I need some info and advise

by sunshineToo 6 Replies latest jw friends

  • sunshineToo
    sunshineToo

    Does anyone know more about YWAM (Youth With A Mission)? I've checked their website. They seemed to be some sort of Christian group. Is this another Benni Hin-like? I have a brother-in-law who belongs to this group. He and his wife trevels a lot even though they cannot really afford it. We just got a their news letter (he and his wife write a newsletter once a year) saying that they need $2500 for them to go to Denmark. My husband and I discussed it and we're going to send them (because that's his brother's family, yup, they are taking their kids, too) $300.

    I really don't agree with their decision that because they got a "calling" and this is what they want, other people have to support them. They have two little kids; the older one is ready for kindergarten. They don't have rich family background rather their parents need support. His (my husband's) mom told my husband that they were starving! So we sent $700 to his parents. At the same time we sent $300 to his brother as a part of holiday gifts. We also sent other things, too. I had my husband stop the monthly support since last October because we are in financially difficult situation; we have a huge debt. For holidays and birthdays, we've been sending money with other gifts. I really think this should be enough. We are renting, and they have( own) a house.

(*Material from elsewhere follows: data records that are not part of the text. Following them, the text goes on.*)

//! Deterministic in-memory backend.
//!
//! [`MockBackend`] implements all three capability traits with concurrent
//! maps and a monotonic ID counter, so conformance tests run the full
//! lifecycle without a cluster.  It also offers fault-injection knobs:
//! a simulated outage (every call fails [`DriverError::Unavailable`]) and a
//! configurable attach delay used to hold operations in flight for
//! concurrency tests.
//!
//! # Thread safety
//!
//! All mutable state is behind concurrent maps ([`DashMap`]) and atomics,
//! allowing multiple Tokio tasks to operate on different volumes
//! concurrently.

use std::collections::HashMap;
use std::sync::atomic::{AtomicBool, AtomicU64, Ordering};
use std::time::Duration;

use async_trait::async_trait;
use dashmap::DashMap;
use tracing::debug;

use crate::backend::{Assignments, BackendCapabilities, Mount, Provisioning};
use crate::error::DriverError;
use crate::types::{Assignment, DeviceHandle, MountRecord, NodeId, Volume, VolumeId};

/// In-memory backend implementing [`Provisioning`], [`Assignments`], and
/// [`Mount`].
#[derive(Default)]
pub struct MockBackend {
    /// Volumes keyed by backend-assigned ID.
    volumes: DashMap<VolumeId, Volume>,
    /// Caller-supplied name → assigned ID.
    names: DashMap<String, VolumeId>,
    /// Active assignments keyed by volume.
    assignments: DashMap<VolumeId, Vec<Assignment>>,
    /// Active mounts keyed by target path.
    mounts: DashMap<String, MountRecord>,
    /// Monotonic counter for deterministic volume IDs.
    next_id: AtomicU64,
    /// Advertised capabilities.
    capabilities: BackendCapabilities,
    /// Total bytes the cluster can provision, if bounded.
    capacity_limit: Option<u64>,
    /// Bytes currently provisioned, counted against `capacity_limit`.
    allocated: AtomicU64,
    /// Number of attach calls that created a new assignment.
    attach_calls: AtomicU64,
    /// When set, every call fails with `Unavailable`.
    unavailable: AtomicBool,
    /// Artificial delay inside `attach`, for concurrency tests.
    attach_delay: Option<Duration>,
}

impl MockBackend {
    /// Create an empty backend with default capabilities.
    pub fn new() -> Self {
        Self::default()
    }

    /// Advertise or revoke multi-attach support.
    pub fn with_multi_attach(mut self, enabled: bool) -> Self {
        self.capabilities.multi_attach = enabled;
        self
    }

    /// Advertise or revoke online expansion support.
    pub fn with_online_expand(mut self, enabled: bool) -> Self {
        self.capabilities.online_expand = enabled;
        self
    }

    /// Bound the total provisionable capacity.
    pub fn with_capacity_limit(mut self, bytes: u64) -> Self {
        self.capacity_limit = Some(bytes);
        self
    }

    /// Delay every new attach, keeping stage operations in flight.
    pub fn with_attach_delay(mut self, delay: Duration) -> Self {
        self.attach_delay = Some(delay);
        self
    }

    /// Simulate a backend outage (or recovery).
    pub fn set_unavailable(&self, down: bool) {
        self.unavailable.store(down, Ordering::SeqCst);
    }

    /// Number of attach calls that created a new assignment.
    pub fn attach_calls(&self) -> u64 {
        self.attach_calls.load(Ordering::SeqCst)
    }

    /// Number of volumes currently provisioned.
    pub fn volume_count(&self) -> usize {
        self.volumes.len()
    }

    fn check_available(&self) -> Result<(), DriverError> {
        if self.unavailable.load(Ordering::SeqCst) {
            return Err(DriverError::Unavailable("backend is unreachable".into()));
        }
        Ok(())
    }

    fn device_for(volume_id: &VolumeId, node_id: &NodeId) -> DeviceHandle {
        DeviceHandle(format!("/dev/mock/{volume_id}-{node_id}"))
    }
}

#[async_trait]
impl Provisioning for MockBackend {
    async fn create(
        &self,
        name: &str,
        size_bytes: u64,
        parameters: &HashMap<String, String>,
    ) -> Result<Volume, DriverError> {
        self.check_available()?;

        if let Some(limit) = self.capacity_limit {
            let used = self.allocated.load(Ordering::SeqCst);
            if used + size_bytes > limit {
                return Err(DriverError::ResourceExhausted(format!(
                    "pool exhausted: {used} of {limit} bytes in use, {size_bytes} requested"
                )));
            }
        }

        let seq = self.next_id.fetch_add(1, Ordering::SeqCst);
        let volume_id = VolumeId(format!("vol-{seq}"));
        let volume = Volume {
            volume_id: volume_id.clone(),
            name: name.to_owned(),
            capacity_bytes: size_bytes,
            parameters: parameters.clone(),
        };

        self.allocated.fetch_add(size_bytes, Ordering::SeqCst);
        self.volumes.insert(volume_id.clone(), volume.clone());
        self.names.insert(name.to_owned(), volume_id.clone());

        debug!(%volume_id, name, size_bytes, "mock volume created");
        Ok(volume)
    }

    async fn delete(&self, volume_id: &VolumeId) -> Result<(), DriverError> {
        self.check_available()?;
        if let Some((_, vol)) = self.volumes.remove(volume_id) {
            self.names.remove(&vol.name);
            self.allocated
                .fetch_sub(vol.capacity_bytes, Ordering::SeqCst);
            debug!(%volume_id, "mock volume deleted");
        }
        Ok(())
    }

    async fn describe(&self, volume_id: &VolumeId) -> Result<Option<Volume>, DriverError> {
        self.check_available()?;
        Ok(self.volumes.get(volume_id).map(|v| v.clone()))
    }

    async fn describe_by_name(&self, name: &str) -> Result<Option<Volume>, DriverError> {
        self.check_available()?;
        let Some(id) = self.names.get(name).map(|r| r.clone()) else {
            return Ok(None);
        };
        Ok(self.volumes.get(&id).map(|v| v.clone()))
    }

    async fn expand(
        &self,
        volume_id: &VolumeId,
        new_size_bytes: u64,
    ) -> Result<u64, DriverError> {
        self.check_available()?;
        let mut vol = self
            .volumes
            .get_mut(volume_id)
            .ok_or_else(|| DriverError::NotFound(format!("volume {volume_id}")))?;
        if new_size_bytes > vol.capacity_bytes {
            self.allocated
                .fetch_add(new_size_bytes - vol.capacity_bytes, Ordering::SeqCst);
            vol.capacity_bytes = new_size_bytes;
        }
        Ok(vol.capacity_bytes)
    }

    async fn capabilities(&self) -> Result<BackendCapabilities, DriverError> {
        self.check_available()?;
        Ok(self.capabilities)
    }
}

#[async_trait]
impl Assignments for MockBackend {
    async fn attach(
        &self,
        volume_id: &VolumeId,
        node_id: &NodeId,
    ) -> Result<DeviceHandle, DriverError> {
        self.check_available()?;
        if !self.volumes.contains_key(volume_id) {
            return Err(DriverError::NotFound(format!("volume {volume_id}")));
        }

        let mut entry = self.assignments.entry(volume_id.clone()).or_default();
        if let Some(existing) = entry.iter().find(|a| &a.node_id == node_id) {
            return Ok(existing.device.clone());
        }
        drop(entry);

        if let Some(delay) = self.attach_delay {
            tokio::time::sleep(delay).await;
        }

        let device = Self::device_for(volume_id, node_id);
        let mut entry = self.assignments.entry(volume_id.clone()).or_default();
        // Re-check after the suspension point; a concurrent attach may have
        // won the race.
        if let Some(existing) = entry.iter().find(|a| &a.node_id == node_id) {
            return Ok(existing.device.clone());
        }
        entry.push(Assignment {
            volume_id: volume_id.clone(),
            node_id: node_id.clone(),
            device: device.clone(),
        });
        self.attach_calls.fetch_add(1, Ordering::SeqCst);

        debug!(%volume_id, %node_id, %device, "mock volume attached");
        Ok(device)
    }

    async fn detach(&self, volume_id: &VolumeId, node_id: &NodeId) -> Result<(), DriverError> {
        self.check_available()?;
        if let Some(mut entry) = self.assignments.get_mut(volume_id) {
            entry.retain(|a| &a.node_id != node_id);
        }
        self.assignments
            .remove_if(volume_id, |_, list| list.is_empty());
        Ok(())
    }

    async fn describe(&self, volume_id: &VolumeId) -> Result<Vec<Assignment>, DriverError> {
        self.check_available()?;
        Ok(self
            .assignments
            .get(volume_id)
            .map(|list| list.clone())
            .unwrap_or_default())
    }
}

#[async_trait]
impl Mount for MockBackend {
    async fn mount(
        &self,
        source: &str,
        target: &str,
        read_only: bool,
    ) -> Result<(), DriverError> {
        self.check_available()?;
        if let Some(existing) = self.mounts.get(target) {
            if existing.source == source && existing.read_only == read_only {
                return Ok(());
            }
            return Err(DriverError::AlreadyExists(format!(
                "target {target} is already mounted from {}",
                existing.source
            )));
        }
        self.mounts.insert(
            target.to_owned(),
            MountRecord {
                source: source.to_owned(),
                target: target.to_owned(),
                read_only,
            },
        );
        debug!(source, target, read_only, "mock mount placed");
        Ok(())
    }

    async fn unmount(&self, target: &str) -> Result<(), DriverError> {
        self.check_available()?;
        self.mounts.remove(target);
        Ok(())
    }

    async fn is_mounted(&self, target: &str) -> Result<bool, DriverError> {
        self.check_available()?;
        Ok(self.mounts.contains_key(target))
    }

    async fn mounts_from(&self, source: &str) -> Result<Vec<MountRecord>, DriverError> {
        self.check_available()?;
        Ok(self
            .mounts
            .iter()
            .filter(|entry| entry.value().source == source)
            .map(|entry| entry.value().clone())
            .collect())
    }
}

    Just before we got married, my husband and I had a heated discussion on this. I think this is the only problem between us. I don't mind to help them out if they are really in trouble making ends meet. But to go to overseas and to pay their mortgage? I don't think so.

  • Silverleaf
    Silverleaf

    Hi SunshineToo,

    I don't know anything about the group, but as far as sending money so your BIL and his family can travel, I wouldn't. I'd tell them enjoy the trip, drop a postcard if they can, and give a call when they get back, but I wouldn't send them a dime. It's great to help people who really need it, but when it comes to giving your money to other people, I think you have every right to be choosy. If your DH insists, I'd show him the bills you've got and ask him who will send you money to pay THEM?

    JMHO,

    Silverleaf

  • SheilaM
    SheilaM

    Your husband is enabling his family, they need to take care of themselves and their children need a more stable life. His parents may need $ but I think you should look after yourselves first, like buying your OWN home.

  • Shutterbug
    Shutterbug

    I think everyone should be able to take any trip--------they can afford, after working for the money. To put yourselves in a financial strain so they can travel is not the most intelligent move you can make. Just my opinion. Bug

  • david_10
    david_10

    Hello sunshineToo. Along with everyone else, I think that you're getting suckered. Your generous spirit is very commendable, but based on the information that you have provided and having some knowledge of human nature, I really don't think that they appreciate it. If I were you, I don't think that I would even send money for birthdays and holidays-----------I think that they're just using you. A real nice card with a heartfelt message would be very nice. If you stop sending money, though, they probably won't like you anymore. But that's OK------if the only reason that they like you is because you give them money, then you don't want them anyway. Right?

    I apologize if I have stepped outside the bounds of decorum.

    David

    PS........did you get my email?

  • hooberus
    hooberus

    I went on an enjoyable 3 week mission trip with YWAM in 1995. My cousin also was an assistant director at one of their campuses. The theology of the group is basically protestant non-denominational. Missionaries are required to raise their own support. It is scriptural for Christian missionaries to be paid. Many are supported by Churchs. If you are not a Christian then you should not feel obligated to send funds. They should still like you even if you don't send them money.